Material to process Start Marker
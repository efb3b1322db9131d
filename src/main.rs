use gear_inspector::config;
use gear_inspector::image_io::{
    list_sample_images, load_grayscale_image, save_grayscale_image, write_json_file,
};
use gear_inspector::{GearInspector, Result};
use log::warn;
use rayon::prelude::*;
use std::env;
use std::path::Path;

fn main() {
    env_logger::init();
    if let Err(err) = run() {
        eprintln!("Error: {err}");
        std::process::exit(1);
    }
}

fn run() -> Result<()> {
    let program = env::args()
        .next()
        .unwrap_or_else(|| "gear-inspector".to_string());
    let config = config::parse_cli(&program)?;

    let reference = load_grayscale_image(&config.reference_path)?;
    let inspector = GearInspector::new(&reference, config.params.clone())?;

    let samples = list_sample_images(&config.samples_dir)?;
    if samples.is_empty() {
        warn!("no sample images found in {}", config.samples_dir.display());
    }

    // The reference artifacts are immutable, so samples are independent and
    // processed one worker per sample.
    let results: Vec<(String, Result<gear_inspector::SampleInspection>)> = samples
        .par_iter()
        .map(|path| {
            let sample_id = sample_id_of(path);
            let inspection = load_grayscale_image(path)
                .and_then(|sample| inspector.inspect(&sample_id, &sample));
            (sample_id, inspection)
        })
        .collect();

    for (sample_id, outcome) in &results {
        match outcome {
            Ok(inspection) => {
                let report = &inspection.report;
                println!("Sample {sample_id}: {}", report.summary);
                println!("Results for {sample_id}:");
                println!("  Inner Diameter Status: {}", report.inner_diameter.status);
                println!("  Outer Diameter Status: {}", report.outer_diameter.status);
                println!("  Broken Teeth Count: {}", report.broken_count);
                println!("  Worn Teeth Count: {}", report.worn_count);
            }
            // A bad sample never aborts the rest of the batch.
            Err(err) => eprintln!("Sample {sample_id}: skipped ({err})"),
        }
    }

    if let Some(dir) = &config.output.annotated_dir {
        for ((_, outcome), path) in results.iter().zip(&samples) {
            if let Ok(inspection) = outcome {
                let out_path = dir.join(file_name_of(path));
                save_grayscale_image(&inspection.annotated, &out_path)?;
            }
        }
        println!("Annotated masks written to {}", dir.display());
    }

    if let Some(dir) = &config.output.report_dir {
        for (sample_id, outcome) in &results {
            if let Ok(inspection) = outcome {
                write_json_file(&dir.join(format!("{sample_id}.json")), &inspection.report)?;
            }
        }
        println!("JSON reports written to {}", dir.display());
    }

    Ok(())
}

fn sample_id_of(path: &Path) -> String {
    path.file_stem()
        .and_then(|s| s.to_str())
        .unwrap_or("sample")
        .to_string()
}

fn file_name_of(path: &Path) -> String {
    path.file_name()
        .and_then(|s| s.to_str())
        .unwrap_or("sample.png")
        .to_string()
}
Material to process End Marker
Return every record above exactly as it appears.

Response:
repository efb3b1322db9131d
filename src/main.rs
use gear_inspector::config;
use gear_inspector::image_io::{
    list_sample_images, load_grayscale_image, save_grayscale_image, write_json_file,
};
use gear_inspector::{GearInspector, Result};
use log::warn;
use rayon::prelude::*;
use std::env;
use std::path::Path;

fn main() {
    env_logger::init();
    if let Err(err) = run() {
        eprintln!("Error: {err}");
        std::process::exit(1);
    }
}

fn run() -> Result<()> {
    let program = env::args()
        .next()
        .unwrap_or_else(|| "gear-inspector".to_string());
    let config = config::parse_cli(&program)?;

    let reference = load_grayscale_image(&config.reference_path)?;
    let inspector = GearInspector::new(&reference, config.params.clone())?;

    let samples = list_sample_images(&config.samples_dir)?;
    if samples.is_empty() {
        warn!("no sample images found in {}", config.samples_dir.display());
    }

    // The reference artifacts are immutable, so samples are independent and
    // processed one worker per sample.
    let results: Vec<(String, Result<gear_inspector::SampleInspection>)> = samples
        .par_iter()
        .map(|path| {
            let sample_id = sample_id_of(path);
            let inspection = load_grayscale_image(path)
                .and_then(|sample| inspector.inspect(&sample_id, &sample));
            (sample_id, inspection)
        })
        .collect();

    for (sample_id, outcome) in &results {
        match outcome {
            Ok(inspection) => {
                let report = &inspection.report;
                println!("Sample {sample_id}: {}", report.summary);
                println!("Results for {sample_id}:");
                println!("  Inner Diameter Status: {}", report.inner_diameter.status);
                println!("  Outer Diameter Status: {}", report.outer_diameter.status);
                println!("  Broken Teeth Count: {}", report.broken_count);
                println!("  Worn Teeth Count: {}", report.worn_count);
            }
            // A bad sample never aborts the rest of the batch.
            Err(err) => eprintln!("Sample {sample_id}: skipped ({err})"),
        }
    }

    if let Some(dir) = &config.output.annotated_dir {
        for ((_, outcome), path) in results.iter().zip(&samples) {
            if let Ok(inspection) = outcome {
                let out_path = dir.join(file_name_of(path));
                save_grayscale_image(&inspection.annotated, &out_path)?;
            }
        }
        println!("Annotated masks written to {}", dir.display());
    }

    if let Some(dir) = &config.output.report_dir {
        for (sample_id, outcome) in &results {
            if let Ok(inspection) = outcome {
                write_json_file(&dir.join(format!("{sample_id}.json")), &inspection.report)?;
            }
        }
        println!("JSON reports written to {}", dir.display());
    }

    Ok(())
}

fn sample_id_of(path: &Path) -> String {
    path.file_stem()
        .and_then(|s| s.to_str())
        .unwrap_or("sample")
        .to_string()
}

fn file_name_of(path: &Path) -> String {
    path.file_name()
        .and_then(|s| s.to_str())
        .unwrap_or("sample.png")
        .to_string()
}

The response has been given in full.